Saved entries
=== Begin Enclosure ===
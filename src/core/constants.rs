//! Fixed AES tables from FIPS-197: forward/inverse S-box and key schedule round constants.

/// Forward substitution box (FIPS-197 Figure 7).
pub const SBOX: [u8; 256] = [
    0x63, 0x7c, 0x77, 0x7b, 0xf2, 0x6b, 0x6f, 0xc5, 0x30, 0x01, 0x67, 0x2b, 0xfe, 0xd7, 0xab, 0x76, //
    0xca, 0x82, 0xc9, 0x7d, 0xfa, 0x59, 0x47, 0xf0, 0xad, 0xd4, 0xa2, 0xaf, 0x9c, 0xa4, 0x72, 0xc0, //
    0xb7, 0xfd, 0x93, 0x26, 0x36, 0x3f, 0xf7, 0xcc, 0x34, 0xa5, 0xe5, 0xf1, 0x71, 0xd8, 0x31, 0x15, //
    0x04, 0xc7, 0x23, 0xc3, 0x18, 0x96, 0x05, 0x9a, 0x07, 0x12, 0x80, 0xe2, 0xeb, 0x27, 0xb2, 0x75, //
    0x09, 0x83, 0x2c, 0x1a, 0x1b, 0x6e, 0x5a, 0xa0, 0x52, 0x3b, 0xd6, 0xb3, 0x29, 0xe3, 0x2f, 0x84, //
    0x53, 0xd1, 0x00, 0xed, 0x20, 0xfc, 0xb1, 0x5b, 0x6a, 0xcb, 0xbe, 0x39, 0x4a, 0x4c, 0x58, 0xcf, //
    0xd0, 0xef, 0xaa, 0xfb, 0x43, 0x4d, 0x33, 0x85, 0x45, 0xf9, 0x02, 0x7f, 0x50, 0x3c, 0x9f, 0xa8, //
    0x51, 0xa3, 0x40, 0x8f, 0x92, 0x9d, 0x38, 0xf5, 0xbc, 0xb6, 0xda, 0x21, 0x10, 0xff, 0xf3, 0xd2, //
    0xcd, 0x0c, 0x13, 0xec, 0x5f, 0x97, 0x44, 0x17, 0xc4, 0xa7, 0x7e, 0x3d, 0x64, 0x5d, 0x19, 0x73, //
    0x60, 0x81, 0x4f, 0xdc, 0x22, 0x2a, 0x90, 0x88, 0x46, 0xee, 0xb8, 0x14, 0xde, 0x5e, 0x0b, 0xdb, //
    0xe0, 0x32, 0x3a, 0x0a, 0x49, 0x06, 0x24, 0x5c, 0xc2, 0xd3, 0xac, 0x62, 0x91, 0x95, 0xe4, 0x79, //
    0xe7, 0xc8, 0x37, 0x6d, 0x8d, 0xd5, 0x4e, 0xa9, 0x6c, 0x56, 0xf4, 0xea, 0x65, 0x7a, 0xae, 0x08, //
    0xba, 0x78, 0x25, 0x2e, 0x1c, 0xa6, 0xb4, 0xc6, 0xe8, 0xdd, 0x74, 0x1f, 0x4b, 0xbd, 0x8b, 0x8a, //
    0x70, 0x3e, 0xb5, 0x66, 0x48, 0x03, 0xf6, 0x0e, 0x61, 0x35, 0x57, 0xb9, 0x86, 0xc1, 0x1d, 0x9e, //
    0xe1, 0xf8, 0x98, 0x11, 0x69, 0xd9, 0x8e, 0x94, 0x9b, 0x1e, 0x87, 0xe9, 0xce, 0x55, 0x28, 0xdf, //
    0x8c, 0xa1, 0x89, 0x0d, 0xbf, 0xe6, 0x42, 0x68, 0x41, 0x99, 0x2d, 0x0f, 0xb0, 0x54, 0xbb, 0x16, //
];

/// Inverse substitution box (FIPS-197 Figure 14).
pub const SBOX_INV: [u8; 256] = [
    0x52, 0x09, 0x6a, 0xd5, 0x30, 0x36, 0xa5, 0x38, 0xbf, 0x40, 0xa3, 0x9e, 0x81, 0xf3, 0xd7, 0xfb, //
    0x7c, 0xe3, 0x39, 0x82, 0x9b, 0x2f, 0xff, 0x87, 0x34, 0x8e, 0x43, 0x44, 0xc4, 0xde, 0xe9, 0xcb, //
    0x54, 0x7b, 0x94, 0x32, 0xa6, 0xc2, 0x23, 0x3d, 0xee, 0x4c, 0x95, 0x0b, 0x42, 0xfa, 0xc3, 0x4e, //
    0x08, 0x2e, 0xa1, 0x66, 0x28, 0xd9, 0x24, 0xb2, 0x76, 0x5b, 0xa2, 0x49, 0x6d, 0x8b, 0xd1, 0x25, //
    0x72, 0xf8, 0xf6, 0x64, 0x86, 0x68, 0x98, 0x16, 0xd4, 0xa4, 0x5c, 0xcc, 0x5d, 0x65, 0xb6, 0x92, //
    0x6c, 0x70, 0x48, 0x50, 0xfd, 0xed, 0xb9, 0xda, 0x5e, 0x15, 0x46, 0x57, 0xa7, 0x8d, 0x9d, 0x84, //
    0x90, 0xd8, 0xab, 0x00, 0x8c, 0xbc, 0xd3, 0x0a, 0xf7, 0xe4, 0x58, 0x05, 0xb8, 0xb3, 0x45, 0x06, //
    0xd0, 0x2c, 0x1e, 0x8f, 0xca, 0x3f, 0x0f, 0x02, 0xc1, 0xaf, 0xbd, 0x03, 0x01, 0x13, 0x8a, 0x6b, //
    0x3a, 0x91, 0x11, 0x41, 0x4f, 0x67, 0xdc, 0xea, 0x97, 0xf2, 0xcf, 0xce, 0xf0, 0xb4, 0xe6, 0x73, //
    0x96, 0xac, 0x74, 0x22, 0xe7, 0xad, 0x35, 0x85, 0xe2, 0xf9, 0x37, 0xe8, 0x1c, 0x75, 0xdf, 0x6e, //
    0x47, 0xf1, 0x1a, 0x71, 0x1d, 0x29, 0xc5, 0x89, 0x6f, 0xb7, 0x62, 0x0e, 0xaa, 0x18, 0xbe, 0x1b, //
    0xfc, 0x56, 0x3e, 0x4b, 0xc6, 0xd2, 0x79, 0x20, 0x9a, 0xdb, 0xc0, 0xfe, 0x78, 0xcd, 0x5a, 0xf4, //
    0x1f, 0xdd, 0xa8, 0x33, 0x88, 0x07, 0xc7, 0x31, 0xb1, 0x12, 0x10, 0x59, 0x27, 0x80, 0xec, 0x5f, //
    0x60, 0x51, 0x7f, 0xa9, 0x19, 0xb5, 0x4a, 0x0d, 0x2d, 0xe5, 0x7a, 0x9f, 0x93, 0xc9, 0x9c, 0xef, //
    0xa0, 0xe0, 0x3b, 0x4d, 0xae, 0x2a, 0xf5, 0xb0, 0xc8, 0xeb, 0xbb, 0x3c, 0x83, 0x53, 0x99, 0x61, //
    0x17, 0x2b, 0x04, 0x7e, 0xba, 0x77, 0xd6, 0x26, 0xe1, 0x69, 0x14, 0x63, 0x55, 0x21, 0x0c, 0x7d, //
];

/// Round constants. Index 0 is unused; the key schedule reads `RCON[i / Nk]` for `i >= Nk`.
pub const RCON: [u8; 32] = [
    0x00, 0x01, 0x02, 0x04, 0x08, 0x10, 0x20, 0x40, 0x80, 0x1b, 0x36, 0x6c, 0xd8, 0xab, 0x4d, 0x9a, //
    0x2f, 0x5e, 0xbc, 0x63, 0xc6, 0x97, 0x35, 0x6a, 0xd4, 0xb3, 0x7d, 0xfa, 0xef, 0xc5, 0x91, 0x39, //
];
=== End Enclosure ===
The problem
Give back the entries above exactly as they are, from their first line through the line that contains "0x9f, 0xa8, //", both included, with nothing else.

Result
filename src/core/constants.rs
//! Fixed AES tables from FIPS-197: forward/inverse S-box and key schedule round constants.

/// Forward substitution box (FIPS-197 Figure 7).
pub const SBOX: [u8; 256] = [
    0x63, 0x7c, 0x77, 0x7b, 0xf2, 0x6b, 0x6f, 0xc5, 0x30, 0x01, 0x67, 0x2b, 0xfe, 0xd7, 0xab, 0x76, //
    0xca, 0x82, 0xc9, 0x7d, 0xfa, 0x59, 0x47, 0xf0, 0xad, 0xd4, 0xa2, 0xaf, 0x9c, 0xa4, 0x72, 0xc0, //
    0xb7, 0xfd, 0x93, 0x26, 0x36, 0x3f, 0xf7, 0xcc, 0x34, 0xa5, 0xe5, 0xf1, 0x71, 0xd8, 0x31, 0x15, //
    0x04, 0xc7, 0x23, 0xc3, 0x18, 0x96, 0x05, 0x9a, 0x07, 0x12, 0x80, 0xe2, 0xeb, 0x27, 0xb2, 0x75, //
    0x09, 0x83, 0x2c, 0x1a, 0x1b, 0x6e, 0x5a, 0xa0, 0x52, 0x3b, 0xd6, 0xb3, 0x29, 0xe3, 0x2f, 0x84, //
    0x53, 0xd1, 0x00, 0xed, 0x20, 0xfc, 0xb1, 0x5b, 0x6a, 0xcb, 0xbe, 0x39, 0x4a, 0x4c, 0x58, 0xcf, //
    0xd0, 0xef, 0xaa, 0xfb, 0x43, 0x4d, 0x33, 0x85, 0x45, 0xf9, 0x02, 0x7f, 0x50, 0x3c, 0x9f, 0xa8, //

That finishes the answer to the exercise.